# Dataset:
//! Live transaction feed state
//!
//! A bounded newest-first buffer of transactions with filtering, keyboard
//! navigation and a simulated audit scan. [`FeedController`] holds the
//! state and is fully synchronous; [`FeedSession`] drives it from timers
//! and a [`TransactionSource`] inside a tokio task.

pub mod audit;
pub mod controller;
pub mod error;
pub mod feed;
pub mod filter;
pub mod keyboard;
pub mod models;
pub mod navigation;
pub mod session;
pub mod source;
pub mod types;

pub use audit::{AuditFinding, AuditScan, AuditSnapshot, AuditStatus, FindingSeverity};
pub use controller::{FeedController, FeedSnapshot, UiEvent};
pub use error::{CoreError, CoreResult, ErrorSeverity};
pub use feed::{FeedBuffer, IngestOutcome, RecentArrivals};
pub use filter::{FilterEngine, FilterState, FilteredView};
pub use keyboard::{Command, Dispatch, Key, KeyEvent, KeyboardDispatcher};
pub use models::Transaction;
pub use navigation::{Direction, Navigation, NavigationEvent, NavigationMode, NavigationSnapshot};
pub use session::{FeedSession, SessionCommand, SessionHandle};
pub use source::{MockGenerator, ReplaySource, SourceRef, TransactionSource};
pub use types::{Department, RiskBands, RiskLevel, TransactionStatus};
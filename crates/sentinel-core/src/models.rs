//! Core data models for the feed

use serde::{Deserialize, Deserializer, Serialize};

use crate::error::{CoreError, CoreResult};
use crate::types::{Department, RiskBands, RiskLevel, TransactionStatus, MAX_RISK_SCORE};

/// A single transaction in the live feed
#[derive(Debug, Clone, PartialEq, Eq, Serialize, Deserialize)]
#[serde(rename_all = "camelCase")]
pub struct Transaction {
    /// Unique transaction identifier
    pub id: String,
    /// Display time (HH:MM:SS)
    pub timestamp: String,
    /// Counterparty name
    pub entity: String,
    /// Amount in whole dollars
    pub amount: u64,
    /// Risk score in 0..=100
    #[serde(deserialize_with = "saturating_score")]
    pub risk_score: u8,
    /// Review status derived from the risk score
    pub status: TransactionStatus,
    pub department: Department,
    /// Transaction category (wire transfer, invoice payment, ...)
    #[serde(rename = "type")]
    pub kind: String,
}

/// Read any integer score, saturating to the `u8` range so one bad row
/// gets clamped on ingestion instead of failing the whole document
fn saturating_score<'de, D>(deserializer: D) -> Result<u8, D::Error>
where
    D: Deserializer<'de>,
{
    let raw = i64::deserialize(deserializer)?;
    Ok(raw.clamp(0, i64::from(u8::MAX)) as u8)
}

impl Transaction {
    /// Create a transaction, clamping the score and deriving the status
    pub fn new(
        id: impl Into<String>,
        timestamp: impl Into<String>,
        entity: impl Into<String>,
        amount: u64,
        risk_score: u8,
        department: Department,
        kind: impl Into<String>,
    ) -> Self {
        let risk_score = risk_score.min(MAX_RISK_SCORE);
        Self {
            id: id.into(),
            timestamp: timestamp.into(),
            entity: entity.into(),
            amount,
            risk_score,
            status: TransactionStatus::from_risk_score(risk_score),
            department,
            kind: kind.into(),
        }
    }

    /// Check the invariants a deserialized transaction may have broken
    pub fn validate(&self) -> CoreResult<()> {
        if self.id.trim().is_empty() {
            return Err(CoreError::InvalidTransaction {
                id: self.id.clone(),
                reason: "empty id".to_string(),
            });
        }
        if self.risk_score > MAX_RISK_SCORE {
            return Err(CoreError::InvalidTransaction {
                id: self.id.clone(),
                reason: format!("risk score {} is above {}", self.risk_score, MAX_RISK_SCORE),
            });
        }
        let expected = TransactionStatus::from_risk_score(self.risk_score);
        if self.status != expected {
            return Err(CoreError::InvalidTransaction {
                id: self.id.clone(),
                reason: format!(
                    "status {} does not match risk score {}",
                    self.status, self.risk_score
                ),
            });
        }
        Ok(())
    }

    /// Clamp the risk score and re-derive the status so downstream state
    /// never sees an out-of-range transaction
    pub fn sanitized(mut self) -> Self {
        if let Err(e) = self.validate() {
            log::warn!("Sanitizing transaction on ingestion: {}", e);
        }
        self.risk_score = self.risk_score.min(MAX_RISK_SCORE);
        self.status = TransactionStatus::from_risk_score(self.risk_score);
        self
    }

    /// Risk bucket of this transaction
    pub fn risk_level(&self, bands: &RiskBands) -> RiskLevel {
        bands.level_for(self.risk_score)
    }

    pub fn is_flagged(&self) -> bool {
        self.status == TransactionStatus::Flagged
    }

    /// One-line summary for logs
    pub fn summary(&self) -> String {
        format!(
            "{} {} {} {} risk={} {}",
            self.id,
            self.timestamp,
            self.entity,
            sentinel_utils::format_currency(self.amount),
            self.risk_score,
            self.status
        )
    }
}
//! Formatting helpers shared by the sentinel crates

use chrono::{DateTime, TimeZone};

/// Format a number with thousands separators
pub fn format_number<T: ToString>(n: T) -> String {
    let s = n.to_string();
    let mut result = String::with_capacity(s.len() + s.len() / 3);
    for (count, c) in s.chars().rev().enumerate() {
        if count > 0 && count % 3 == 0 {
            result.push(',');
        }
        result.push(c);
    }
    result.chars().rev().collect()
}

/// Format whole dollars the way the feed displays them (`$1,250,000`)
pub fn format_currency(amount: u64) -> String {
    format!("${}", format_number(amount))
}

/// Wall-clock display used for transaction timestamps (`14:03:27`)
pub fn format_clock<Tz: TimeZone>(time: &DateTime<Tz>) -> String
where
    Tz::Offset: std::fmt::Display,
{
    time.format("%H:%M:%S").to_string()
}

/// Progress percentage rounded to the nearest integer, clamped to 0..=100
pub fn format_progress(progress: f64) -> String {
    let clamped = progress.clamp(0.0, 100.0);
    format!("{}%", clamped.round() as u32)
}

# Task brief:
All of the data above should be reproduced word for word.

# Problem solution:
//! Live transaction feed state
//!
//! A bounded newest-first buffer of transactions with filtering, keyboard
//! navigation and a simulated audit scan. [`FeedController`] holds the
//! state and is fully synchronous; [`FeedSession`] drives it from timers
//! and a [`TransactionSource`] inside a tokio task.

pub mod audit;
pub mod controller;
pub mod error;
pub mod feed;
pub mod filter;
pub mod keyboard;
pub mod models;
pub mod navigation;
pub mod session;
pub mod source;
pub mod types;

pub use audit::{AuditFinding, AuditScan, AuditSnapshot, AuditStatus, FindingSeverity};
pub use controller::{FeedController, FeedSnapshot, UiEvent};
pub use error::{CoreError, CoreResult, ErrorSeverity};
pub use feed::{FeedBuffer, IngestOutcome, RecentArrivals};
pub use filter::{FilterEngine, FilterState, FilteredView};
pub use keyboard::{Command, Dispatch, Key, KeyEvent, KeyboardDispatcher};
pub use models::Transaction;
pub use navigation::{Direction, Navigation, NavigationEvent, NavigationMode, NavigationSnapshot};
pub use session::{FeedSession, SessionCommand, SessionHandle};
pub use source::{MockGenerator, ReplaySource, SourceRef, TransactionSource};
pub use types::{Department, RiskBands, RiskLevel, TransactionStatus};
filename crates/sentinel-core/src/models.rs
//! Core data models for the feed

use serde::{Deserialize, Deserializer, Serialize};

use crate::error::{CoreError, CoreResult};
use crate::types::{Department, RiskBands, RiskLevel, TransactionStatus, MAX_RISK_SCORE};

/// A single transaction in the live feed
#[derive(Debug, Clone, PartialEq, Eq, Serialize, Deserialize)]
#[serde(rename_all = "camelCase")]
pub struct Transaction {
    /// Unique transaction identifier
    pub id: String,
    /// Display time (HH:MM:SS)
    pub timestamp: String,
    /// Counterparty name
    pub entity: String,
    /// Amount in whole dollars
    pub amount: u64,
    /// Risk score in 0..=100
    #[serde(deserialize_with = "saturating_score")]
    pub risk_score: u8,
    /// Review status derived from the risk score
    pub status: TransactionStatus,
    pub department: Department,
    /// Transaction category (wire transfer, invoice payment, ...)
    #[serde(rename = "type")]
    pub kind: String,
}

/// Read any integer score, saturating to the `u8` range so one bad row
/// gets clamped on ingestion instead of failing the whole document
fn saturating_score<'de, D>(deserializer: D) -> Result<u8, D::Error>
where
    D: Deserializer<'de>,
{
    let raw = i64::deserialize(deserializer)?;
    Ok(raw.clamp(0, i64::from(u8::MAX)) as u8)
}

impl Transaction {
    /// Create a transaction, clamping the score and deriving the status
    pub fn new(
        id: impl Into<String>,
        timestamp: impl Into<String>,
        entity: impl Into<String>,
        amount: u64,
        risk_score: u8,
        department: Department,
        kind: impl Into<String>,
    ) -> Self {
        let risk_score = risk_score.min(MAX_RISK_SCORE);
        Self {
            id: id.into(),
            timestamp: timestamp.into(),
            entity: entity.into(),
            amount,
            risk_score,
            status: TransactionStatus::from_risk_score(risk_score),
            department,
            kind: kind.into(),
        }
    }

    /// Check the invariants a deserialized transaction may have broken
    pub fn validate(&self) -> CoreResult<()> {
        if self.id.trim().is_empty() {
            return Err(CoreError::InvalidTransaction {
                id: self.id.clone(),
                reason: "empty id".to_string(),
            });
        }
        if self.risk_score > MAX_RISK_SCORE {
            return Err(CoreError::InvalidTransaction {
                id: self.id.clone(),
                reason: format!("risk score {} is above {}", self.risk_score, MAX_RISK_SCORE),
            });
        }
        let expected = TransactionStatus::from_risk_score(self.risk_score);
        if self.status != expected {
            return Err(CoreError::InvalidTransaction {
                id: self.id.clone(),
                reason: format!(
                    "status {} does not match risk score {}",
                    self.status, self.risk_score
                ),
            });
        }
        Ok(())
    }

    /// Clamp the risk score and re-derive the status so downstream state
    /// never sees an out-of-range transaction
    pub fn sanitized(mut self) -> Self {
        if let Err(e) = self.validate() {
            log::warn!("Sanitizing transaction on ingestion: {}", e);
        }
        self.risk_score = self.risk_score.min(MAX_RISK_SCORE);
        self.status = TransactionStatus::from_risk_score(self.risk_score);
        self
    }

    /// Risk bucket of this transaction
    pub fn risk_level(&self, bands: &RiskBands) -> RiskLevel {
        bands.level_for(self.risk_score)
    }

    pub fn is_flagged(&self) -> bool {
        self.status == TransactionStatus::Flagged
    }

    /// One-line summary for logs
    pub fn summary(&self) -> String {
        format!(
            "{} {} {} {} risk={} {}",
            self.id,
            self.timestamp,
            self.entity,
            sentinel_utils::format_currency(self.amount),
            self.risk_score,
            self.status
        )
    }
}
//! Formatting helpers shared by the sentinel crates

use chrono::{DateTime, TimeZone};

/// Format a number with thousands separators
pub fn format_number<T: ToString>(n: T) -> String {
    let s = n.to_string();
    let mut result = String::with_capacity(s.len() + s.len() / 3);
    for (count, c) in s.chars().rev().enumerate() {
        if count > 0 && count % 3 == 0 {
            result.push(',');
        }
        result.push(c);
    }
    result.chars().rev().collect()
}

/// Format whole dollars the way the feed displays them (`$1,250,000`)
pub fn format_currency(amount: u64) -> String {
    format!("${}", format_number(amount))
}

/// Wall-clock display used for transaction timestamps (`14:03:27`)
pub fn format_clock<Tz: TimeZone>(time: &DateTime<Tz>) -> String
where
    Tz::Offset: std::fmt::Display,
{
    time.format("%H:%M:%S").to_string()
}

/// Progress percentage rounded to the nearest integer, clamped to 0..=100
pub fn format_progress(progress: f64) -> String {
    let clamped = progress.clamp(0.0, 100.0);
    format!("{}%", clamped.round() as u32)
}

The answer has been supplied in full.